The partnership eked out a gain of +0.1%1 in the first quarter and has declined slightly since. As this letter goes to print, the partnership has returned approximately -2% year-to-date.2 Over the past five years, the partnership compounded at a rate of greater than 18% annually, net. Our net alpha relative to the Russell 2000 since inception has been 8.4 percentage points per year.

I’m pleased with how the partnership fared in recent months. By contrast, the Russell 2000 is down over -16% year-to-date. But the goal of investing is not simply to minimize drawdowns. If it were, we could sit in cash and call it a day. Instead, we are focused on generating superior risk-adjusted returns over the long term and accept volatility as part of that journey.

Volatility is not just something that we tolerate. We also invite it, as it can create opportunity. Of course, one must be in a position to take advantage of said opportunity, and that means having the ideas, temperament, capital, and, in the case of a professional investor, alignment with one’s partners to do so.

It’s easy for investors to become paralyzed when markets are collapsing. This is especially true if they are fully invested, levered, or invested in levered companies, expensive stocks, or companies they don’t fully understand.
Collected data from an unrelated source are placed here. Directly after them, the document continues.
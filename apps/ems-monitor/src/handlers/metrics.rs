//! - GET /api/metrics

use crate::utils::response::{metrics_to_dto, ok};
use axum::response::Response;
use ems_telemetry::metrics;

pub async fn get_metrics() -> Response {
    ok(metrics_to_dto(metrics().snapshot()))
}
//! 路由定义
//!
//! - 健康检查：/health
//! - 读数：/api/readings, /api/readings/latest
//! - 事件：/api/events/active, /api/events/:event_id/ack
//! - 统计：/api/stats/equipment, /api/stats/areas
//! - 指标：/api/metrics
//! - 采集控制：/api/collector, /api/collector/start, /api/collector/stop

use crate::AppState;
use crate::handlers::*;
use crate::middleware::request_context;
use axum::{
    Router, middleware,
    routing::{get, post},
};
use tower_http::trace::TraceLayer;

/// /api 前缀下的查询与控制接口。
pub fn create_api_router() -> Router<AppState> {
    Router::new()
        .route("/readings", get(list_readings))
        .route("/readings/latest", get(list_latest_readings))
        .route("/events/active", get(list_active_events))
        .route("/events/:event_id/ack", post(acknowledge_event))
        .route("/stats/equipment", get(equipment_stats))
        .route("/stats/areas", get(area_stats))
        .route("/metrics", get(get_metrics))
        .route("/collector", get(get_collector))
        .route("/collector/start", post(start_collector))
        .route("/collector/stop", post(stop_collector))
}

pub fn create_router(state: AppState) -> Router {
    Router::new()
        .route("/health", get(health))
        .nest("/api", create_api_router())
        .with_state(state)
        .layer(TraceLayer::new_for_http())
        .layer(middleware::from_fn(request_context))
}
//! 设备读取抽象
//!
//! 采集器只依赖这两个 trait；Modbus TCP 是其中一种实现，测试中可替换为脚本化的假设备。

use crate::error::ProtocolError;
use async_trait::async_trait;
use domain::Equipment;

/// 一条已建立的设备链路，同一时刻只属于一个采集器。
#[async_trait]
pub trait RegisterReader: Send {
    /// 链路是否仍可用（发生过传输错误后返回 false）。
    fn is_alive(&self) -> bool;

    async fn read_holding_registers(
        &mut self,
        unit_id: u8,
        address: u16,
        count: u16,
    ) -> Result<Vec<u16>, ProtocolError>;

    async fn read_discrete_inputs(
        &mut self,
        unit_id: u8,
        address: u16,
        count: u16,
    ) -> Result<Vec<bool>, ProtocolError>;
}

/// 按设备配置建立链路。
#[async_trait]
pub trait DeviceConnector: Send + Sync {
    async fn connect(&self, equipment: &Equipment) -> Result<Box<dyn RegisterReader>, ProtocolError>;
}
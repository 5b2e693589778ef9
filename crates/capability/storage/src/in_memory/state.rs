//! 控制器状态内存实现

use crate::error::StorageError;
use crate::models::EquipmentStateRecord;
use crate::traits::EquipmentStateStore;
use domain::EquipmentState;
use std::collections::BTreeMap;
use std::sync::RwLock;

/// 每台设备默认保留的状态条数
pub const DEFAULT_STATE_HISTORY: usize = 1_000;

/// 保留每台设备的状态历史，`latest_states` 取时间最新的一条。
pub struct InMemoryEquipmentStateStore {
    pub(crate) states: RwLock<BTreeMap<String, Vec<EquipmentState>>>,
    history_limit: usize,
}

impl InMemoryEquipmentStateStore {
    pub fn new() -> Self {
        Self::with_history_limit(DEFAULT_STATE_HISTORY)
    }

    pub fn with_history_limit(history_limit: usize) -> Self {
        Self {
            states: RwLock::new(BTreeMap::new()),
            history_limit: history_limit.max(1),
        }
    }

    pub(crate) fn append(
        &self,
        states: &mut BTreeMap<String, Vec<EquipmentState>>,
        equipment_id: &str,
        state: &EquipmentState,
    ) {
        let history = states.entry(equipment_id.to_string()).or_default();
        history.push(state.clone());
        let excess = history.len().saturating_sub(self.history_limit);
        if excess > 0 {
            history.drain(..excess);
        }
    }

    pub fn history(&self, equipment_id: &str) -> Vec<EquipmentState> {
        self.states
            .read()
            .ok()
            .and_then(|states| states.get(equipment_id).cloned())
            .unwrap_or_default()
    }
}

impl Default for InMemoryEquipmentStateStore {
    fn default() -> Self {
        Self::new()
    }
}

#[async_trait::async_trait]
impl EquipmentStateStore for InMemoryEquipmentStateStore {
    async fn write_state(
        &self,
        equipment_id: &str,
        state: &EquipmentState,
    ) -> Result<(), StorageError> {
        let mut states = self
            .states
            .write()
            .map_err(|_| StorageError::new("lock failed"))?;
        self.append(&mut states, equipment_id, state);
        Ok(())
    }

    async fn latest_states(&self) -> Result<Vec<EquipmentStateRecord>, StorageError> {
        let states = self
            .states
            .read()
            .map_err(|_| StorageError::new("lock failed"))?;
        Ok(states
            .iter()
            .filter_map(|(equipment_id, history)| {
                history
                    .iter()
                    .max_by_key(|state| state.ts_ms)
                    .map(|state| EquipmentStateRecord {
                        equipment_id: equipment_id.clone(),
                        state: state.clone(),
                    })
            })
            .collect())
    }
}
“Invest in preparedness, not prediction.” — Nassim Taleb

“Predicting rain doesn’t count, building arks does.” — Warren Buffett

I discussed the concept of position, don’t predict a year ago in my 1Q 2024 letter, in which I highlighted our differentiated positioning across the pillars of growth, leverage (or lack thereof), valuation, and catalysts. I broached the topic again in the second quarter, writing:

Volatility has increased in the market, and it seems to be catching some people off guard. This is not to say that I predicted this bout of volatility, but just that I always attempt to be both positioned and mentally prepared for periods of increased volatility—they are inherent to the nature of markets.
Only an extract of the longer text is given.